[Given records — start]

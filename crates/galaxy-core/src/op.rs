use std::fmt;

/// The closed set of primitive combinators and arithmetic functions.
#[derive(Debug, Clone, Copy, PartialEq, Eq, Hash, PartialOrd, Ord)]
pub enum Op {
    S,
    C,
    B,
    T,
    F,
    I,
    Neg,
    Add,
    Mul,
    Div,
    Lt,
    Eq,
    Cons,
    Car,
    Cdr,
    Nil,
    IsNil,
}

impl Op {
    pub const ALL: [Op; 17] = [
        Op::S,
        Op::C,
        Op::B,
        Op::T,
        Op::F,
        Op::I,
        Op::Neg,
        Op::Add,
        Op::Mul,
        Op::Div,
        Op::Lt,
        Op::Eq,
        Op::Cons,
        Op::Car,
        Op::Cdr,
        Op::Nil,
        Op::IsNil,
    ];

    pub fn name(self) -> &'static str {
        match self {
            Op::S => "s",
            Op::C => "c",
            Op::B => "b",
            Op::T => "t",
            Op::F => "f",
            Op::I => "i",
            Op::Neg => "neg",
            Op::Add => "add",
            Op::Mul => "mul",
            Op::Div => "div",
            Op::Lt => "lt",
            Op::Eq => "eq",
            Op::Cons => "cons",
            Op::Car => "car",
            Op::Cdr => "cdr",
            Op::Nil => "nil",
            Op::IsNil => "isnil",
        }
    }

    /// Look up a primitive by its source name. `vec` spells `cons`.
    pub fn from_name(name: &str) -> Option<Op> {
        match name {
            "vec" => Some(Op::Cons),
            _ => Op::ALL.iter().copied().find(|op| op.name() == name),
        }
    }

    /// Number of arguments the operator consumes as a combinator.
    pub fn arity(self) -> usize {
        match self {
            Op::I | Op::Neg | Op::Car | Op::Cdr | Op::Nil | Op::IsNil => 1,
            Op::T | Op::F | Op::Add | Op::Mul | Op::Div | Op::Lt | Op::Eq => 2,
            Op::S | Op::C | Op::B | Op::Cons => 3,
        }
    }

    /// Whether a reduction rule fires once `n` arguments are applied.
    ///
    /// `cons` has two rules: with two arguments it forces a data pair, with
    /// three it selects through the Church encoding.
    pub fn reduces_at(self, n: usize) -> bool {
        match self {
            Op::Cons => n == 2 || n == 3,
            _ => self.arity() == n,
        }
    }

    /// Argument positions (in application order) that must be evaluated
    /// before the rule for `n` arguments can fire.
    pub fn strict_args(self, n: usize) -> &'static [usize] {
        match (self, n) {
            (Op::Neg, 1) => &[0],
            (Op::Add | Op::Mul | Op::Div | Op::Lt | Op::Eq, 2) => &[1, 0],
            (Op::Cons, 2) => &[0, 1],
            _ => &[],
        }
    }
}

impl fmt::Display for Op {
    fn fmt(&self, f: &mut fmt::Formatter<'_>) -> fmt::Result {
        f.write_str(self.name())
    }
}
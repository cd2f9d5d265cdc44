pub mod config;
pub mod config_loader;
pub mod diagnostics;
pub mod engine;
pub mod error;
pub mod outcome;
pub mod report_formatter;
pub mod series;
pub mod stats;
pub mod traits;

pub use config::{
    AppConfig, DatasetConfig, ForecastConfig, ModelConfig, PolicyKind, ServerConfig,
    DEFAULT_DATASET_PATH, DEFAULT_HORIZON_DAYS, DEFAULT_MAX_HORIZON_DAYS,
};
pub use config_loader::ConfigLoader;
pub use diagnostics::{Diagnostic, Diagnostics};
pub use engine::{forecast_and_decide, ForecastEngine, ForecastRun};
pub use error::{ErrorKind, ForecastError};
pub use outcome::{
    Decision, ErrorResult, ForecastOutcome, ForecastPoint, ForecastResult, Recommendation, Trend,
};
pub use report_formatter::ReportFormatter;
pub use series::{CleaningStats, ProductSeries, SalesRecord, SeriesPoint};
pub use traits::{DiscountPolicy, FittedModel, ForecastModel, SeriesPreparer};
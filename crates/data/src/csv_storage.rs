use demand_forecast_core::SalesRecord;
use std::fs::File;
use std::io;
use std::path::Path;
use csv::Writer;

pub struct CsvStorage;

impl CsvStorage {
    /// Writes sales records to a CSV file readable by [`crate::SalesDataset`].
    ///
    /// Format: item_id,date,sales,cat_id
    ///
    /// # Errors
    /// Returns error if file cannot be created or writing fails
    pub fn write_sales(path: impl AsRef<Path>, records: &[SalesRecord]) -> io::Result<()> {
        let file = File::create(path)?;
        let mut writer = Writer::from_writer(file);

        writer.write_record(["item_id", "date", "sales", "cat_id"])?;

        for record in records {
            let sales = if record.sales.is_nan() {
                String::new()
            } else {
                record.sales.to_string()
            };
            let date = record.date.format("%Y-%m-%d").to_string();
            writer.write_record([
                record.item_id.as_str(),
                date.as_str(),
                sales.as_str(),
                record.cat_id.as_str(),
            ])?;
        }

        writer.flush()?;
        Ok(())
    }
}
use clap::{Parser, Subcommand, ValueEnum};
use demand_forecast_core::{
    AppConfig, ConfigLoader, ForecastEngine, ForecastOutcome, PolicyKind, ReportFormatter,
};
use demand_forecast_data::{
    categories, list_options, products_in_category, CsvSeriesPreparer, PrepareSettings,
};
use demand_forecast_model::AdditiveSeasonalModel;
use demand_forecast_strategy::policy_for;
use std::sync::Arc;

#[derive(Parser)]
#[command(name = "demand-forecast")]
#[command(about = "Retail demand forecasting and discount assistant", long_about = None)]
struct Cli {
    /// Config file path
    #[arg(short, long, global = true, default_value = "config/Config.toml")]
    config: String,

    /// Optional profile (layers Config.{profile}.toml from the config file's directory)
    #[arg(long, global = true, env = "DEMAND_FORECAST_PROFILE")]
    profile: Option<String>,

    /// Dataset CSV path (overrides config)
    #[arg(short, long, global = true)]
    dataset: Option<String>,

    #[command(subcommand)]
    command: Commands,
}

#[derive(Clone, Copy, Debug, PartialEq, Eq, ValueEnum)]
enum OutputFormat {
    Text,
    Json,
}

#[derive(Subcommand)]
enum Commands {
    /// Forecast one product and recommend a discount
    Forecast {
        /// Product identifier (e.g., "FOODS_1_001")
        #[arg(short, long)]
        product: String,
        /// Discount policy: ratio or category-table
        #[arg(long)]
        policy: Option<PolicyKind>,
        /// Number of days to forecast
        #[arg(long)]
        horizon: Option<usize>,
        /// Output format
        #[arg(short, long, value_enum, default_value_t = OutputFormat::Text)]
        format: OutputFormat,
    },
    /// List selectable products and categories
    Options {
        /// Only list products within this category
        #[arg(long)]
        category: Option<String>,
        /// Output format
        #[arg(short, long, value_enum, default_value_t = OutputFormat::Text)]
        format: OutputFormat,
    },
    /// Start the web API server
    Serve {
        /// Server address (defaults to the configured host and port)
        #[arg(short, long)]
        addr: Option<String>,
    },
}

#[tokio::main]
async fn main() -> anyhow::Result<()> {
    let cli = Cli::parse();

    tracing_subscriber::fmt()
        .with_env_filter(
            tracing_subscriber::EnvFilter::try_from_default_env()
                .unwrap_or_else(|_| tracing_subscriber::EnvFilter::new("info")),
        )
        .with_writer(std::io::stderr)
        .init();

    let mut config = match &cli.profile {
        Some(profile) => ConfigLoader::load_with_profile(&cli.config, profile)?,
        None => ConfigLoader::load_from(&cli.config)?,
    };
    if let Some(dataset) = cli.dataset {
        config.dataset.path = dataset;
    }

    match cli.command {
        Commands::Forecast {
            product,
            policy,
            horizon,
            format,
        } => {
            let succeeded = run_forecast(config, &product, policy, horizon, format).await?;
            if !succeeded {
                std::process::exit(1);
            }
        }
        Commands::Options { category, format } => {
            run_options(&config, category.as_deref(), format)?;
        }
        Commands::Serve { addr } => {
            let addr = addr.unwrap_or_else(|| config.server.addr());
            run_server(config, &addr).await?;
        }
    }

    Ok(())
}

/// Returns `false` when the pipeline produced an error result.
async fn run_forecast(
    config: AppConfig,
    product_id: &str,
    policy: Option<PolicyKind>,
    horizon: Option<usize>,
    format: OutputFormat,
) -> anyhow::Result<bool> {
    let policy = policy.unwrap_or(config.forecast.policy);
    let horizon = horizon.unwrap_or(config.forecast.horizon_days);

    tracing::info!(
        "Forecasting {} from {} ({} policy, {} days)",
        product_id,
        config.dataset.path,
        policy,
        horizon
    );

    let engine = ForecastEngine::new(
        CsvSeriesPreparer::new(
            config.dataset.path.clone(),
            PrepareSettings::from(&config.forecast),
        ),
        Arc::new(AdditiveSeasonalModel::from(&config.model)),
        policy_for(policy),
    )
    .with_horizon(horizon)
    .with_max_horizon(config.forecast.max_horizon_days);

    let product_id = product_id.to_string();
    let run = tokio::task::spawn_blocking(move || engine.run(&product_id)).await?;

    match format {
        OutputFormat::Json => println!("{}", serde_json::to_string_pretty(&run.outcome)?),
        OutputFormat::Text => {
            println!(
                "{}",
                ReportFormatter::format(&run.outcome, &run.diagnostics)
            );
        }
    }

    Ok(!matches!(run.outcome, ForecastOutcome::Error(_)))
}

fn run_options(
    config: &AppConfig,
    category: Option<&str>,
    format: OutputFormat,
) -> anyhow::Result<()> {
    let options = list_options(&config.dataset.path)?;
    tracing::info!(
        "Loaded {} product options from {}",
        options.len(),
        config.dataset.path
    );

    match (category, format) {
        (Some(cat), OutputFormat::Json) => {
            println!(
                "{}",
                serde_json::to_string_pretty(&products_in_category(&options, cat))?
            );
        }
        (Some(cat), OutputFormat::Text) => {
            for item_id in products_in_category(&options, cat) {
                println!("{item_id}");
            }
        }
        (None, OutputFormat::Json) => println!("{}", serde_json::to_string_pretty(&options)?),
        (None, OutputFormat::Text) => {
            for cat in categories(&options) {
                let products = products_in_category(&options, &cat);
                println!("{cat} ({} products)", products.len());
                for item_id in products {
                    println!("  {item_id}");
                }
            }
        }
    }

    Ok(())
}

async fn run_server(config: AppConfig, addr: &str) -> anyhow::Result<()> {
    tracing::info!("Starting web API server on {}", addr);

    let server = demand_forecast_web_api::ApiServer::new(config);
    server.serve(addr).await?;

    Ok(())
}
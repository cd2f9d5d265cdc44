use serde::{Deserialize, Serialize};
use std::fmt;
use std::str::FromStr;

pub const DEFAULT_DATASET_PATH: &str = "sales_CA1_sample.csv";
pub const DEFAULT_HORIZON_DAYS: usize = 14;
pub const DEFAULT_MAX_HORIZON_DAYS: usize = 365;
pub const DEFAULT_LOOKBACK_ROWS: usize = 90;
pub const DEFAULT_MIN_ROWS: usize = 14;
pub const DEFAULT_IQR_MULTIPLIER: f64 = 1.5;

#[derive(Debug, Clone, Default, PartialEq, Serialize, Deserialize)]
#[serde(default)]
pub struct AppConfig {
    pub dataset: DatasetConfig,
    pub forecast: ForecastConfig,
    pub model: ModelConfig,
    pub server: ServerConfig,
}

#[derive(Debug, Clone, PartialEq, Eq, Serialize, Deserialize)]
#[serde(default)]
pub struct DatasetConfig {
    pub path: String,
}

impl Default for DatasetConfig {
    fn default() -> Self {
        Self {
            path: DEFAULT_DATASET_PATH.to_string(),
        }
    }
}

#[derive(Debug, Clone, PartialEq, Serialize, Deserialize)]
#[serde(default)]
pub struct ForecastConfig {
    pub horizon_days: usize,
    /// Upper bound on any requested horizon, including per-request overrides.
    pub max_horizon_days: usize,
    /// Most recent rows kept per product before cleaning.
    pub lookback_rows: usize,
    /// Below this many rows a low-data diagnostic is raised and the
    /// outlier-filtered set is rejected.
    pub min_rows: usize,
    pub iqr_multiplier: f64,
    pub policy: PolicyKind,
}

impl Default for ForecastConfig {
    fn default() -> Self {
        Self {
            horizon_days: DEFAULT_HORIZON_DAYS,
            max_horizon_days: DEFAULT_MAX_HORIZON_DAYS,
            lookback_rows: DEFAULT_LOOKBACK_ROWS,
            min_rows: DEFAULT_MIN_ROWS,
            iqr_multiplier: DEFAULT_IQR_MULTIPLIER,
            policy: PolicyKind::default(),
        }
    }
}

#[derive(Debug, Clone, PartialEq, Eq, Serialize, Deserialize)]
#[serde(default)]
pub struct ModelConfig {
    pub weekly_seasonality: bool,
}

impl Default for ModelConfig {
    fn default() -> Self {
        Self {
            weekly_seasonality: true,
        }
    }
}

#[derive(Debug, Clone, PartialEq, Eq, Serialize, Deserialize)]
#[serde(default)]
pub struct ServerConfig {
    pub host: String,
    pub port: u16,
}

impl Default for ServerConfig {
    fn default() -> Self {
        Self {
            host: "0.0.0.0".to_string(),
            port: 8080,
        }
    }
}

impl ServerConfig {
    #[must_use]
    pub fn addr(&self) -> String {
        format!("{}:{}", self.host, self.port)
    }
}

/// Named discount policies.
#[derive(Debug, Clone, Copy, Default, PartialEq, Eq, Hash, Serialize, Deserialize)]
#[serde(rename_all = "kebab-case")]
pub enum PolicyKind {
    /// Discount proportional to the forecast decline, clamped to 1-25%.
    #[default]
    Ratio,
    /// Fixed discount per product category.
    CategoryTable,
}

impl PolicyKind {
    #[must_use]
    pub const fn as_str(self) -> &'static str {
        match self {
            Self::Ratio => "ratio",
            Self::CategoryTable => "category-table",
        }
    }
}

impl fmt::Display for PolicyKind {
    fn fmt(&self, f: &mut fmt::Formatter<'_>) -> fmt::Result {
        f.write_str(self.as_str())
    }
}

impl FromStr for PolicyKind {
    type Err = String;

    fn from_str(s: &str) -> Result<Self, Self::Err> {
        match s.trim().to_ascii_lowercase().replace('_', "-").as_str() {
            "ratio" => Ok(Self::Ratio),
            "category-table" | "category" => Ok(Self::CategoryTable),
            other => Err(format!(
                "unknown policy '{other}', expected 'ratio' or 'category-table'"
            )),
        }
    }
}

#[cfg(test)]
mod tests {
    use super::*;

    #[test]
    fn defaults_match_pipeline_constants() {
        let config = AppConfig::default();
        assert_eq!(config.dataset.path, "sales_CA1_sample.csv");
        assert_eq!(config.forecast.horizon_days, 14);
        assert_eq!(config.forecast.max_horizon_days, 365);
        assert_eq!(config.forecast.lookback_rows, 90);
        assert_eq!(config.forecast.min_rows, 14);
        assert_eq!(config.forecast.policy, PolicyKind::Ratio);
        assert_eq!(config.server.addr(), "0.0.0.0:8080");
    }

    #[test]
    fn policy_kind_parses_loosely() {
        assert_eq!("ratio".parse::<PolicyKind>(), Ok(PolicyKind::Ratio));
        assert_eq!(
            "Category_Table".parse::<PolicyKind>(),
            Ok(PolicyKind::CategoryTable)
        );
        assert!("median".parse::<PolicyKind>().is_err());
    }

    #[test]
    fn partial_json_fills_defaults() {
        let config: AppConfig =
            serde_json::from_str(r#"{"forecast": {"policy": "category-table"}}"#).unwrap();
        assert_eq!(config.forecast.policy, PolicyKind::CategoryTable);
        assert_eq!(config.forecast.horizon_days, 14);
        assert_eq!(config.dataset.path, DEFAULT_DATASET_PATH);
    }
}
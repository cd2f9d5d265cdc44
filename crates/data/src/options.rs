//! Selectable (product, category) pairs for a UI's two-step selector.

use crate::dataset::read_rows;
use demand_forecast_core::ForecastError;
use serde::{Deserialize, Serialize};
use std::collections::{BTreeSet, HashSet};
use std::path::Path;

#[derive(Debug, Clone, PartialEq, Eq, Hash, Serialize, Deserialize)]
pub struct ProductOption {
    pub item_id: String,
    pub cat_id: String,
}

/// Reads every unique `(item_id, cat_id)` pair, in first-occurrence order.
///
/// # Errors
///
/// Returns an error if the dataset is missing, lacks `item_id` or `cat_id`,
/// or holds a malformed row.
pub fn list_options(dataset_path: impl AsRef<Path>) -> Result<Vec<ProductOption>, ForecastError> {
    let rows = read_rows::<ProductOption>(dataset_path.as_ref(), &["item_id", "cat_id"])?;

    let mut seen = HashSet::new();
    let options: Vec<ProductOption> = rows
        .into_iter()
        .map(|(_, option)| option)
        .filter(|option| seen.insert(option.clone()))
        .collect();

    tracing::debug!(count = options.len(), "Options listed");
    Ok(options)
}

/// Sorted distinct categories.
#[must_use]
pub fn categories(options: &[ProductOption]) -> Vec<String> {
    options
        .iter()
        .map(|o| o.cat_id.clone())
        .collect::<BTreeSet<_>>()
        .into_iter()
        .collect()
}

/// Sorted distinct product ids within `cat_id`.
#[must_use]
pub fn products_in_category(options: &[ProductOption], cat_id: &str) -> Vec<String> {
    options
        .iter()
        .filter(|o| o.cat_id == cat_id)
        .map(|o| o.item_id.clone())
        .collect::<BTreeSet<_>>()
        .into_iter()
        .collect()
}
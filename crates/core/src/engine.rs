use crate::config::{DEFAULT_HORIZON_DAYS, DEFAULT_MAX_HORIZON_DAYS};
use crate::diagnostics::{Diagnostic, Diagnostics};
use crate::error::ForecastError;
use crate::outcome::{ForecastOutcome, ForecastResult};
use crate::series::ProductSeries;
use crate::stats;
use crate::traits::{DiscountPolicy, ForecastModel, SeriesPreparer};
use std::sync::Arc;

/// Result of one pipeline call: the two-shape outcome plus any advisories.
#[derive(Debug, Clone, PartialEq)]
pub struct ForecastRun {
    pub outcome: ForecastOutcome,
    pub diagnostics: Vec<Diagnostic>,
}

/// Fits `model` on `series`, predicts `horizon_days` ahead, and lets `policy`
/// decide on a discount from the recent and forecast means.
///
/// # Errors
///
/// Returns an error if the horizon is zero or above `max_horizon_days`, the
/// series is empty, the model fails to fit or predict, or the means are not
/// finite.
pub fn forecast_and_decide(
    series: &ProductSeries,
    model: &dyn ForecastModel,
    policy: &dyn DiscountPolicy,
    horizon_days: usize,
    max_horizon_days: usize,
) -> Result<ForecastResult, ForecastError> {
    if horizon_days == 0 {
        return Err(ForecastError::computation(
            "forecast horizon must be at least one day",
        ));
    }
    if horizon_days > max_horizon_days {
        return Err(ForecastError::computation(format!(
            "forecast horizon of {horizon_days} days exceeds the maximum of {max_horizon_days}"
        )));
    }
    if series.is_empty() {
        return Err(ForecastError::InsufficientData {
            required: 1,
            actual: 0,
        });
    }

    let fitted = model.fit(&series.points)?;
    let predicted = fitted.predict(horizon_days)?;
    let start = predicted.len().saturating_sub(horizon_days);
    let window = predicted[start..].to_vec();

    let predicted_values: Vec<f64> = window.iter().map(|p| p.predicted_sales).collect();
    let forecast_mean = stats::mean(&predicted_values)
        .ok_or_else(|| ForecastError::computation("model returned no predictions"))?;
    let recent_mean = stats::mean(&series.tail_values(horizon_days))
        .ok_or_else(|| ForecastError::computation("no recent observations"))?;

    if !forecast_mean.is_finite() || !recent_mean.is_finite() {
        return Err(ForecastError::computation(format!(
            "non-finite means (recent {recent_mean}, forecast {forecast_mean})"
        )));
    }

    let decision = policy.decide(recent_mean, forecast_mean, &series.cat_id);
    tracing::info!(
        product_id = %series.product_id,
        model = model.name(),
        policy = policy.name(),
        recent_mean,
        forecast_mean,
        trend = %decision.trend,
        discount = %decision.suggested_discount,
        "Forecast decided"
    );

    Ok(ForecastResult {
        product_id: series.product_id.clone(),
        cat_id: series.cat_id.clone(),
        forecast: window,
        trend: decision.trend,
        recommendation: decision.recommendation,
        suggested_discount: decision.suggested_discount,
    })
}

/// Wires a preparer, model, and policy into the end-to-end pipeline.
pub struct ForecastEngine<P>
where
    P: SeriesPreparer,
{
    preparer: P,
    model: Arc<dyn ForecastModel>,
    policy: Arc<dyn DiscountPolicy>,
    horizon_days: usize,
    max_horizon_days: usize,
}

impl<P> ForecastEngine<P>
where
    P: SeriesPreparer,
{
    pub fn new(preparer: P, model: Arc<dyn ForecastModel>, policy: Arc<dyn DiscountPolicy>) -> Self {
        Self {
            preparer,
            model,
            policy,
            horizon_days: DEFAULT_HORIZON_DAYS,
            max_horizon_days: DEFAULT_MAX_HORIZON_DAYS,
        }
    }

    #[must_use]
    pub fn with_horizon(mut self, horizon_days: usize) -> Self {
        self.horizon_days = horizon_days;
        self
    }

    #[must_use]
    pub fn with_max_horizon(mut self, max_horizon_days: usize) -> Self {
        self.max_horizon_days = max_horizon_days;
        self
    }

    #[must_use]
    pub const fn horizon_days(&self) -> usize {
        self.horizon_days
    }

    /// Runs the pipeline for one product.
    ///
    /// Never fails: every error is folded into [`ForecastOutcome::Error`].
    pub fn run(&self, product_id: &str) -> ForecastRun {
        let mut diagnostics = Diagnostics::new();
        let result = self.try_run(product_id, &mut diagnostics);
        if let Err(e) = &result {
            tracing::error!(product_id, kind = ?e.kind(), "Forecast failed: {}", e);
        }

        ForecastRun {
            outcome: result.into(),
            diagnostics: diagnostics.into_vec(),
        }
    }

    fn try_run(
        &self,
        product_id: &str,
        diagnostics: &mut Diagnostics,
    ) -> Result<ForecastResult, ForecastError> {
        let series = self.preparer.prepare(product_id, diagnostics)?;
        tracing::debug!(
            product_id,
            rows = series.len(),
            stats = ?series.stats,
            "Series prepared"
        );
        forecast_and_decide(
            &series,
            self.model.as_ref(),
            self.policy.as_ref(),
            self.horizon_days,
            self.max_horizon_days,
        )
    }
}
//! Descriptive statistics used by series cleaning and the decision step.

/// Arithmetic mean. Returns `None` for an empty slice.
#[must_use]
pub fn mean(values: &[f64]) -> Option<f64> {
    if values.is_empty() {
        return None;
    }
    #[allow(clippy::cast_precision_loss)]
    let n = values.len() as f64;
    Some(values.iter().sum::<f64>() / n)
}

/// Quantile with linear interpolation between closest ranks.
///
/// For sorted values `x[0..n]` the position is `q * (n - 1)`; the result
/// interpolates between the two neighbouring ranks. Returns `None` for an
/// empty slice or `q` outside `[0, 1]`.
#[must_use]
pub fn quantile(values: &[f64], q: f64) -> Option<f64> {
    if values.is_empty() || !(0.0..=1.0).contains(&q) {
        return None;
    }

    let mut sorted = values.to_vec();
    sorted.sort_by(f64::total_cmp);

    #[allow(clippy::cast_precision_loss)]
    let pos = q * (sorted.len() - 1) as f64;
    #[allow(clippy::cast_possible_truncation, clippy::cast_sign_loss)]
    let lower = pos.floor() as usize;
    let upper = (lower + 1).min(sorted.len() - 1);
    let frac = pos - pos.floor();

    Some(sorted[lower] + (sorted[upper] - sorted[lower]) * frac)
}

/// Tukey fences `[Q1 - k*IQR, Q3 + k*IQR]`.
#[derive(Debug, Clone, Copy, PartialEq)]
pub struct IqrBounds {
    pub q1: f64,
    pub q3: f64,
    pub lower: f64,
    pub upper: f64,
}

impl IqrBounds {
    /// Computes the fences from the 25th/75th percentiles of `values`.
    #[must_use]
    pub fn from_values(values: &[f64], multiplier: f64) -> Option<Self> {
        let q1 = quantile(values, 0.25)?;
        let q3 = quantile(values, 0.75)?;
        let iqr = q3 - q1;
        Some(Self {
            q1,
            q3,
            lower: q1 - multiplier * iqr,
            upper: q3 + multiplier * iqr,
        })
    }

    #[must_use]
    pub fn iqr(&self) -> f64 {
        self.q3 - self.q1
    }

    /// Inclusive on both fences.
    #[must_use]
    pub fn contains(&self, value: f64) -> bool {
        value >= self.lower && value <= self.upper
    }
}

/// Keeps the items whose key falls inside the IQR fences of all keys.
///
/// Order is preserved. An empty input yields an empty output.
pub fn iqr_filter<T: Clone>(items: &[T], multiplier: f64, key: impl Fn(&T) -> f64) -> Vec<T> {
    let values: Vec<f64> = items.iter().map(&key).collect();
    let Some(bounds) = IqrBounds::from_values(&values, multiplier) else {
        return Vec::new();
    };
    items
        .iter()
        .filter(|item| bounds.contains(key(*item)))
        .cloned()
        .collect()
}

[Given records — finish]

= Task instructions =
Where a line of the records above holds the word "AdditiveSeasonalModel", copy that line.

= Finished task =
use demand_forecast_model::AdditiveSeasonalModel;
        Arc::new(AdditiveSeasonalModel::from(&config.model)),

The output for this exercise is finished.